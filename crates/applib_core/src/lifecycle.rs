//! Application lifecycle phases and their notifier.
//!
//! # Responsibility
//! - Broadcast lifecycle phase changes to phase-scoped and global listeners.
//! - Describe the legal phase sequence for callers that drive it.
//!
//! # Invariants
//! - The notifier never checks ordering; [`LifecycleState::can_enter`] is the
//!   contract callers (the application object) enforce.
//! - `Stopped` is terminal.

use crate::application::ApplicationId;
use crate::dispatch::{
    DispatchError, EventDispatcher, FaultPolicy, ListenerResult, SubscriptionId, TopicEvent,
};
use log::info;
use std::error::Error;
use std::fmt::{Display, Formatter};

/// Lifecycle phase announced by the application.
#[derive(Debug, Clone, Copy, PartialEq, Eq, PartialOrd, Ord, Hash)]
pub enum Lifecycle {
    Starting,
    Started,
    Stopping,
    Stopped,
}

impl Lifecycle {
    pub fn as_str(self) -> &'static str {
        match self {
            Self::Starting => "STARTING",
            Self::Started => "STARTED",
            Self::Stopping => "STOPPING",
            Self::Stopped => "STOPPED",
        }
    }
}

impl Display for Lifecycle {
    fn fmt(&self, f: &mut Formatter<'_>) -> std::fmt::Result {
        write!(f, "{}", self.as_str())
    }
}

/// Where an application currently is in its lifecycle.
#[derive(Debug, Clone, Copy, PartialEq, Eq, Default)]
pub enum LifecycleState {
    #[default]
    Unstarted,
    In(Lifecycle),
}

impl LifecycleState {
    /// Returns whether `next` directly follows this state.
    pub fn can_enter(self, next: Lifecycle) -> bool {
        matches!(
            (self, next),
            (Self::Unstarted, Lifecycle::Starting)
                | (Self::In(Lifecycle::Starting), Lifecycle::Started)
                | (Self::In(Lifecycle::Started), Lifecycle::Stopping)
                | (Self::In(Lifecycle::Stopping), Lifecycle::Stopped)
        )
    }

    pub fn phase(self) -> Option<Lifecycle> {
        match self {
            Self::Unstarted => None,
            Self::In(phase) => Some(phase),
        }
    }
}

impl Display for LifecycleState {
    fn fmt(&self, f: &mut Formatter<'_>) -> std::fmt::Result {
        match self {
            Self::Unstarted => write!(f, "UNSTARTED"),
            Self::In(phase) => write!(f, "{phase}"),
        }
    }
}

/// Illegal lifecycle transition requested by a caller.
#[derive(Debug, Clone, Copy, PartialEq, Eq)]
pub enum LifecycleError {
    InvalidTransition {
        from: LifecycleState,
        to: Lifecycle,
    },
}

impl Display for LifecycleError {
    fn fmt(&self, f: &mut Formatter<'_>) -> std::fmt::Result {
        match self {
            Self::InvalidTransition { from, to } => {
                write!(f, "cannot move lifecycle from {from} to {to}")
            }
        }
    }
}

impl Error for LifecycleError {}

/// One lifecycle phase change.
#[derive(Debug, Clone, Copy, PartialEq, Eq)]
pub struct LifecycleEvent {
    pub source: ApplicationId,
    pub phase: Lifecycle,
}

impl TopicEvent for LifecycleEvent {
    type Topic = Lifecycle;

    fn topic(&self) -> &Lifecycle {
        &self.phase
    }
}

/// Broadcaster for [`LifecycleEvent`]s of one application.
#[derive(Debug)]
pub struct LifecycleNotifier {
    source: ApplicationId,
    dispatcher: EventDispatcher<LifecycleEvent>,
}

impl LifecycleNotifier {
    pub fn new(source: ApplicationId) -> Self {
        Self::with_policy(source, FaultPolicy::default())
    }

    pub fn with_policy(source: ApplicationId, policy: FaultPolicy) -> Self {
        Self {
            source,
            dispatcher: EventDispatcher::with_policy("lifecycle", policy),
        }
    }

    /// Listens to every phase.
    pub fn subscribe_all<F>(&mut self, listener: F) -> SubscriptionId
    where
        F: Fn(&LifecycleEvent) -> ListenerResult + Send + Sync + 'static,
    {
        self.dispatcher.subscribe_all(listener)
    }

    /// Listens to one phase.
    pub fn subscribe<F>(&mut self, phase: Lifecycle, listener: F) -> SubscriptionId
    where
        F: Fn(&LifecycleEvent) -> ListenerResult + Send + Sync + 'static,
    {
        self.dispatcher.subscribe(phase, listener)
    }

    pub fn unsubscribe(&mut self, id: SubscriptionId) -> bool {
        self.dispatcher.unsubscribe(id)
    }

    /// Publishes `phase`. Any phase may be fired in any order.
    pub fn fire(&self, phase: Lifecycle) -> Result<usize, DispatchError> {
        info!(
            "event=lifecycle_change module=lifecycle app={} phase={}",
            self.source, phase
        );
        self.dispatcher.publish(&LifecycleEvent {
            source: self.source,
            phase,
        })
    }

    pub fn listener_count(&self) -> usize {
        self.dispatcher.listener_count()
    }
}

#[cfg(test)]
mod tests {
    use super::{Lifecycle, LifecycleNotifier, LifecycleState};
    use std::sync::{Arc, Mutex};
    use uuid::Uuid;

    #[test]
    fn legal_sequence_is_linear_and_terminal() {
        let mut state = LifecycleState::Unstarted;
        for phase in [
            Lifecycle::Starting,
            Lifecycle::Started,
            Lifecycle::Stopping,
            Lifecycle::Stopped,
        ] {
            assert!(state.can_enter(phase), "{state} -> {phase} should be legal");
            state = LifecycleState::In(phase);
        }
        for phase in [
            Lifecycle::Starting,
            Lifecycle::Started,
            Lifecycle::Stopping,
            Lifecycle::Stopped,
        ] {
            assert!(!state.can_enter(phase));
        }
        assert!(!LifecycleState::Unstarted.can_enter(Lifecycle::Stopping));
    }

    #[test]
    fn notifier_does_not_enforce_order() {
        let seen = Arc::new(Mutex::new(Vec::new()));
        let mut notifier = LifecycleNotifier::new(Uuid::new_v4());
        let log = Arc::clone(&seen);
        notifier.subscribe_all(move |event| {
            log.lock().expect("recorder lock").push(event.phase);
            Ok(())
        });

        notifier.fire(Lifecycle::Stopped).expect("fire stopped");
        notifier.fire(Lifecycle::Starting).expect("fire starting");
        assert_eq!(
            *seen.lock().expect("recorder lock"),
            vec![Lifecycle::Stopped, Lifecycle::Starting]
        );
    }

    #[test]
    fn phase_listener_only_sees_its_phase() {
        let seen = Arc::new(Mutex::new(0_u32));
        let mut notifier = LifecycleNotifier::new(Uuid::new_v4());
        let count = Arc::clone(&seen);
        notifier.subscribe(Lifecycle::Started, move |_| {
            *count.lock().expect("counter lock") += 1;
            Ok(())
        });

        notifier.fire(Lifecycle::Starting).expect("fire starting");
        notifier.fire(Lifecycle::Started).expect("fire started");
        assert_eq!(*seen.lock().expect("counter lock"), 1);
    }

    #[test]
    fn lifecycle_renders_uppercase_names() {
        assert_eq!(Lifecycle::Stopping.to_string(), "STOPPING");
        assert_eq!(LifecycleState::Unstarted.to_string(), "UNSTARTED");
    }
}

####################

Look through the entries above and find each line where the word "next" occurs; copy those lines.

Your solution:
    /// Returns whether `next` directly follows this state.
    pub fn can_enter(self, next: Lifecycle) -> bool {
            (self, next),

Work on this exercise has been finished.